Obesity causes pathophysiological changes — including chronic low-grade inflammation, insulin resistance, dyslipidemia, and hormonal dysregulation — that increase disease risk. Obesity directly contributes to type 2 diabetes, cardiovascular disease, hypertension, stroke, osteoarthritis, nonalcoholic fatty liver disease, and at least 13 cancers.¹ ² ³

Clinical trials demonstrate that losing 10–15% of body weight can help people with obesity and type 2 diabetes achieve remission or significantly improve blood sugar control – often reducing or eliminating the need for glucose-lowering medications.
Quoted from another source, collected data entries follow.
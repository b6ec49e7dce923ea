//! vault-kv - command-line front end for the caching KV v2 client
//!
//! Connection settings come from the environment (see [`Config::from_env`]);
//! results are printed to stdout as JSON and logs go to stderr.

use std::sync::Arc;

use anyhow::{bail, Context};
use clap::{Parser, Subcommand};
use serde::Serialize;
use serde_json::json;
use tokio::signal;
use tokio_util::sync::CancellationToken;
use tracing::{info, warn};
use tracing_subscriber::{layer::SubscriberExt, util::SubscriberInitExt};

use vault_kv::search::SearchOptions;
use vault_kv::{spawn_cleanup_task, Config, SearchEngine, SecretStoreClient};

#[derive(Debug, Parser)]
#[command(name = "vault-kv", version, about = "Caching client for KV v2 secret stores")]
struct Cli {
    /// Namespace to operate in, overriding VAULT_NAMESPACE
    #[arg(long, global = true)]
    namespace: Option<String>,

    /// KV v2 mount, overriding VAULT_MOUNT
    #[arg(long, global = true)]
    mount: Option<String>,

    #[command(subcommand)]
    command: Command,
}

#[derive(Debug, Subcommand)]
enum Command {
    /// Check that the server is reachable, initialized and unsealed
    Health,
    /// List key-value mounts
    Mounts,
    /// List the children of a folder
    List {
        #[arg(default_value = "")]
        path: String,
    },
    /// Read a secret
    Read { path: String },
    /// Write a secret from a JSON object
    Write { path: String, data: String },
    /// Delete a secret and all its versions
    Delete { path: String },
    /// Search names and secret contents for a substring
    Search {
        query: String,
        /// Folder to start from
        #[arg(long, default_value = "")]
        base: String,
        #[arg(long, default_value_t = vault_kv::search::DEFAULT_MAX_RESULTS)]
        max_results: usize,
        #[arg(long, default_value_t = vault_kv::search::DEFAULT_MAX_DEPTH)]
        max_depth: usize,
    },
}

#[tokio::main]
async fn main() -> anyhow::Result<()> {
    // Defaults to "vault_kv=info", can be overridden with RUST_LOG
    tracing_subscriber::registry()
        .with(
            tracing_subscriber::EnvFilter::try_from_default_env()
                .unwrap_or_else(|_| "vault_kv=info".into()),
        )
        .with(tracing_subscriber::fmt::layer().with_writer(std::io::stderr))
        .init();

    let cli = Cli::parse();

    let mut config = Config::from_env();
    if let Some(mount) = cli.mount {
        config.mount = mount;
    }
    if cli.namespace.is_some() {
        config.namespace = cli.namespace.filter(|ns| !ns.is_empty());
    }
    info!(
        "Configuration loaded: address={}, mount={}, namespace={:?}, list_ttl={}s, secret_ttl={}s",
        config.address,
        config.mount,
        config.namespace,
        config.list_cache_ttl,
        config.secret_cache_ttl
    );

    let client = Arc::new(
        SecretStoreClient::from_config(&config).context("Failed to create secret store client")?,
    );
    let cleanup_handle = spawn_cleanup_task(client.caches().clone(), config.cleanup_interval);

    let outcome = run(cli.command, &client, &config).await;

    cleanup_handle.abort();
    outcome
}

async fn run(command: Command, client: &Arc<SecretStoreClient>, config: &Config) -> anyhow::Result<()> {
    match command {
        Command::Health => {
            let status = client.test_connection().await;
            print_json(&status)?;
            if !status.ok {
                bail!("Server at {} is not usable", config.address);
            }
        }
        Command::Mounts => {
            let mounts = client.list_mounts().await.context("Failed to list mounts")?;
            print_json(&mounts)?;
        }
        Command::List { path } => {
            let entries = client
                .list_secrets(&path)
                .await
                .with_context(|| format!("Failed to list '{}'", path))?;
            print_json(&entries)?;
        }
        Command::Read { path } => {
            let secret = client
                .read_secret(&path)
                .await
                .with_context(|| format!("Failed to read '{}'", path))?;
            print_json(&secret)?;
        }
        Command::Write { path, data } => {
            client
                .write_secret_json(&path, &data)
                .await
                .with_context(|| format!("Failed to write '{}'", path))?;
            print_json(&json!({ "written": path }))?;
        }
        Command::Delete { path } => {
            client
                .delete_secret(&path)
                .await
                .with_context(|| format!("Failed to delete '{}'", path))?;
            print_json(&json!({ "deleted": path }))?;
        }
        Command::Search {
            query,
            base,
            max_results,
            max_depth,
        } => {
            let engine = SearchEngine::new(client.clone(), config.search_concurrency);
            let options = SearchOptions::new(base)
                .with_max_results(max_results)
                .with_max_depth(max_depth);
            let token = CancellationToken::new();

            let search = engine.search(&query, options, &token);
            tokio::pin!(search);
            let results = tokio::select! {
                results = &mut search => results,
                _ = shutdown_signal() => {
                    token.cancel();
                    search.await
                }
            };

            if results.cancelled {
                warn!("Search cancelled, printing partial results");
            }
            print_json(&results)?;
        }
    }
    Ok(())
}

fn print_json<T: Serialize>(value: &T) -> anyhow::Result<()> {
    let rendered = serde_json::to_string_pretty(value).context("Failed to render output")?;
    println!("{}", rendered);
    Ok(())
}

/// Waits for Ctrl+C or SIGTERM.
async fn shutdown_signal() {
    let ctrl_c = async {
        if let Err(e) = signal::ctrl_c().await {
            warn!("Failed to install Ctrl+C handler: {}", e);
            std::future::pending::<()>().await;
        }
    };

    #[cfg(unix)]
    let terminate = async {
        match signal::unix::signal(signal::unix::SignalKind::terminate()) {
            Ok(mut stream) => {
                stream.recv().await;
            }
            Err(e) => {
                warn!("Failed to install SIGTERM handler: {}", e);
                std::future::pending::<()>().await;
            }
        }
    };

    #[cfg(not(unix))]
    let terminate = std::future::pending::<()>();

    tokio::select! {
        _ = ctrl_c => {
            info!("Received Ctrl+C, cancelling...");
        }
        _ = terminate => {
            info!("Received SIGTERM, cancelling...");
        }
    }
}
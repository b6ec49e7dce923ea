//! Background Tasks Module
//!
//! # Tasks
//! - Cache purge: sweeps expired listing and secret entries at a fixed interval

mod cleanup;

pub use cleanup::spawn_cleanup_task;
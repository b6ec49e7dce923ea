//! Domain types returned by the client.

use chrono::{DateTime, Utc};
use serde::{Deserialize, Deserializer, Serialize};
use serde_json::{Map, Value};

/// Version metadata attached to a secret read.
#[derive(Debug, Clone, PartialEq, Serialize, Deserialize)]
pub struct SecretMetadata {
    /// When this version was written
    #[serde(default, deserialize_with = "deserialize_optional_time")]
    pub created_time: Option<DateTime<Utc>>,
    /// When this version was soft-deleted, if it was
    #[serde(default, deserialize_with = "deserialize_optional_time")]
    pub deletion_time: Option<DateTime<Utc>>,
    /// Whether the version's data was permanently destroyed
    #[serde(default)]
    pub destroyed: bool,
    /// Version number
    #[serde(default)]
    pub version: u64,
}

/// Accepts RFC 3339 strings, treating `null` and `""` as absent.
fn deserialize_optional_time<'de, D>(deserializer: D) -> Result<Option<DateTime<Utc>>, D::Error>
where
    D: Deserializer<'de>,
{
    let raw: Option<String> = Option::deserialize(deserializer)?;
    match raw.as_deref() {
        None | Some("") => Ok(None),
        Some(text) => DateTime::parse_from_rfc3339(text)
            .map(|t| Some(t.with_timezone(&Utc)))
            .map_err(serde::de::Error::custom),
    }
}

/// A secret as returned by a read.
///
/// Values handed out are clones of the cached copy, so callers cannot push
/// changes back into the cache.
#[derive(Debug, Clone, PartialEq, Serialize, Deserialize)]
pub struct SecretValue {
    /// Logical path the secret was read from
    pub path: String,
    /// Current key/value data
    pub data: Map<String, Value>,
    /// Version metadata, when the server returned it
    pub metadata: Option<SecretMetadata>,
}

impl SecretValue {
    /// Serialized form of `data`, used for content search.
    pub fn data_json(&self) -> String {
        Value::Object(self.data.clone()).to_string()
    }
}

/// One child of a listed folder.
#[derive(Debug, Clone, PartialEq, Eq, Serialize, Deserialize)]
pub struct DirectoryEntry {
    /// Segment name, without trailing separator
    pub name: String,
    /// Full logical path of the child
    pub path: String,
    /// True when the wire key ended with a separator
    pub is_folder: bool,
}

impl DirectoryEntry {
    pub fn new(name: impl Into<String>, path: impl Into<String>, is_folder: bool) -> Self {
        Self {
            name: name.into(),
            path: path.into(),
            is_folder,
        }
    }
}

/// Outcome of a connectivity probe.
#[derive(Debug, Clone, PartialEq, Serialize)]
pub struct ConnectionStatus {
    pub ok: bool,
    #[serde(skip_serializing_if = "Option::is_none")]
    pub error: Option<String>,
}

impl ConnectionStatus {
    /// A reachable, usable server.
    pub fn healthy() -> Self {
        Self {
            ok: true,
            error: None,
        }
    }

    /// An unreachable or unusable server, with the reason.
    pub fn failed(error: impl Into<String>) -> Self {
        Self {
            ok: false,
            error: Some(error.into()),
        }
    }
}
People with obesity have 30–80% higher healthcare costs than those with a healthy weight, largely due to treating obesity-related chronic diseases. Across the U.S., obesity adds hundreds of billions of dollars to healthcare spending each year.  

Major medical organizations recognize obesity as a chronic disease driven by many factors – including genetics, hormones, metabolism, environment, and social determinants of health. These mechanisms biologically defend against excess weight and make weight regain more likely without ongoing treatment.

Treating obesity before other chronic diseases develop reduces lifetime medication use, hospitalizations, disability, and healthcare spending. Studies show it is much more cost-effective when obesity is addressed early rather than after multiple comorbidities develop.¹⁰ ¹¹

  

As medicine continues to evolve, we will embrace new breakthroughs while staying true to the OMA’s founding belief: holistic, patient-first care is essential to addressing the root causes of obesity.